While we can’t just pin this disparity on data underutilization, we can say with some degree of certainty that data inefficiency will contribute significantly to it. Data is our greatest weapon and our greatest weakness as we strive for efficiency. Exploiting structured, uniform and high-quality data in an intelligent and forward-looking manner will be key to maximizing project efficiency and delivery.
For example, taking a collaborative approach (as opposed to the lone wolf tendency of construction companies) by sharing data with external organisations, key stakeholders and internal channels will avoid miscommunication and provide more insight. By enabling access to a broad set of data and the integration of teams at all stages of project development and implementation, we will streamline efficiency and improve productivity.

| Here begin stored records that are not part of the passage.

//! Static catalog provider.
//!
//! The catalog is configuration, not state: it is loaded once (from the
//! bundled assortment or a JSON file), validated, and shared read-only
//! behind an `Arc`. The cart store uses it to resolve item ids, most notably
//! when rebuilding a cart from persisted `(id, quantity)` rows.

use std::collections::HashMap;
use std::path::Path;
use std::sync::Arc;

use rust_decimal::Decimal;

use basket_core::{CatalogItem, ItemId};

use crate::error::CatalogError;

/// The grocery assortment shipped with the crate.
const BUILTIN_CATALOG: &str = include_str!("../data/catalog.json");

/// Immutable, validated list of purchasable items.
#[derive(Debug, Clone, Default)]
pub struct Catalog {
    items: Vec<Arc<CatalogItem>>,
    index: HashMap<ItemId, usize>,
}

impl Catalog {
    /// Build a catalog, validating every entry.
    ///
    /// # Errors
    ///
    /// Returns `CatalogError::DuplicateId` if two items share an id, or
    /// `CatalogError::InvalidItem` for a negative price or a promotional
    /// tier with a zero threshold.
    pub fn new(items: Vec<CatalogItem>) -> Result<Self, CatalogError> {
        let mut index = HashMap::with_capacity(items.len());
        let mut stored = Vec::with_capacity(items.len());

        for item in items {
            validate_item(&item)?;
            if index.insert(item.id, stored.len()).is_some() {
                return Err(CatalogError::DuplicateId(item.id));
            }
            stored.push(Arc::new(item));
        }

        Ok(Self {
            items: stored,
            index,
        })
    }

    /// Parse a catalog from a JSON array of items.
    ///
    /// # Errors
    ///
    /// Returns `CatalogError::Parse` for malformed JSON, or any validation
    /// error from [`Catalog::new`].
    pub fn from_json(json: &str) -> Result<Self, CatalogError> {
        let items: Vec<CatalogItem> = serde_json::from_str(json)?;
        Self::new(items)
    }

    /// Load a catalog from a JSON file.
    ///
    /// # Errors
    ///
    /// Returns `CatalogError::Io` if the file cannot be read, or any error
    /// from [`Catalog::from_json`].
    pub fn from_path(path: &Path) -> Result<Self, CatalogError> {
        let json = std::fs::read_to_string(path)?;
        Self::from_json(&json)
    }

    /// The bundled grocery assortment.
    ///
    /// # Errors
    ///
    /// Only fails if the bundled data is corrupt.
    pub fn builtin() -> Result<Self, CatalogError> {
        Self::from_json(BUILTIN_CATALOG)
    }

    /// Look up an item by id.
    #[must_use]
    pub fn get(&self, id: ItemId) -> Option<&Arc<CatalogItem>> {
        self.index.get(&id).and_then(|&pos| self.items.get(pos))
    }

    /// All items in catalog order.
    #[must_use]
    pub fn items(&self) -> &[Arc<CatalogItem>] {
        &self.items
    }

    #[must_use]
    pub fn len(&self) -> usize {
        self.items.len()
    }

    #[must_use]
    pub fn is_empty(&self) -> bool {
        self.items.is_empty()
    }

    /// Distinct categories in order of first appearance.
    #[must_use]
    pub fn categories(&self) -> Vec<&str> {
        let mut seen: Vec<&str> = Vec::new();
        for item in &self.items {
            if !seen.contains(&item.category.as_str()) {
                seen.push(&item.category);
            }
        }
        seen
    }

    /// Filter and sort the catalog for a browse page.
    #[must_use]
    pub fn search(&self, query: &CatalogQuery) -> Vec<Arc<CatalogItem>> {
        let needle = query.text.as_deref().map(str::to_lowercase);

        let mut found: Vec<Arc<CatalogItem>> = self
            .items
            .iter()
            .filter(|item| {
                needle
                    .as_deref()
                    .is_none_or(|n| item.name.to_lowercase().contains(n))
            })
            .filter(|item| {
                query
                    .category
                    .as_deref()
                    .is_none_or(|c| item.category == c)
            })
            .filter(|item| query.min_price.is_none_or(|min| item.price >= min))
            .filter(|item| query.max_price.is_none_or(|max| item.price <= max))
            .filter(|item| !query.promo_only || item.is_promoted())
            .cloned()
            .collect();

        // sort_by is stable, so ties keep catalog order
        match query.sort {
            CatalogSort::Default => {}
            CatalogSort::PriceAsc => found.sort_by(|a, b| a.price.cmp(&b.price)),
            CatalogSort::PriceDesc => found.sort_by(|a, b| b.price.cmp(&a.price)),
            CatalogSort::DiscountFirst => {
                found.sort_by_key(|item| !item.is_promoted());
            }
        }

        found
    }
}

/// Sort order for catalog browsing.
#[derive(Debug, Clone, Copy, PartialEq, Eq, Default)]
pub enum CatalogSort {
    /// Catalog order.
    #[default]
    Default,
    PriceAsc,
    PriceDesc,
    /// Promoted (badged) items first, otherwise catalog order.
    DiscountFirst,
}

/// Filters for [`Catalog::search`]. Every unset field matches everything.
#[derive(Debug, Clone, Default)]
pub struct CatalogQuery {
    /// Case-insensitive substring of the item name.
    pub text: Option<String>,
    /// Exact category name.
    pub category: Option<String>,
    /// Inclusive lower price bound.
    pub min_price: Option<Decimal>,
    /// Inclusive upper price bound.
    pub max_price: Option<Decimal>,
    /// Only items carrying a promotional badge.
    pub promo_only: bool,
    pub sort: CatalogSort,
}

const MAX_RATING: Decimal = Decimal::from_parts(5, 0, 0, false, 0);

fn validate_item(item: &CatalogItem) -> Result<(), CatalogError> {
    let invalid = |reason: &str| CatalogError::InvalidItem {
        id: item.id,
        reason: reason.to_string(),
    };

    if item.price.is_sign_negative() && !item.price.is_zero() {
        return Err(invalid("price cannot be negative"));
    }
    if item
        .old_price
        .is_some_and(|old| old.is_sign_negative() && !old.is_zero())
    {
        return Err(invalid("old price cannot be negative"));
    }
    if item.promo.is_some_and(|tier| tier.min_quantity == 0) {
        return Err(invalid("promotional threshold must be at least 1"));
    }
    if item
        .rating
        .is_some_and(|rating| rating < Decimal::ZERO || rating > MAX_RATING)
    {
        return Err(invalid("rating must be between 0 and 5"));
    }
    Ok(())
}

Previous project data can be used to create learning legacies, which can be used to isolate the location of carbon emissions in supply chains, while also informing emissions problem solving. Data analysis can inform companies about adverse external risks to a project or the potential impact of socio-economic trends. The opportunities are endless.
From promises to reality
We need a fundamental change of attitude in the way construction companies operate. Organizations must move away from viewing projects as temporary initiatives with manual data collection and analysis followed by rapid data disposal, to a long-term vision of improving operational efficiency. Companies need to incorporate the use of data at all stages of the project until it is a routine process.
While collecting and analyzing this data can be a seemingly formidable task for companies inherently stuck in the old mindset, ensuring that companies are equipped with data-centric habits and analytics tools correct digital to optimize its use of data will be crucial to achieve the vision of the manifesto.
Data is a consistently undervalued cog in the construction machine. However, by adopting and leveraging digital innovation, organizing and storing data effectively, organizations can save time, resources and can monitor their projects in real time. With the manifesto expected to be released in the coming weeks, it’s finally time for our industry to draw a line in the sand and push towards a more data-efficient future.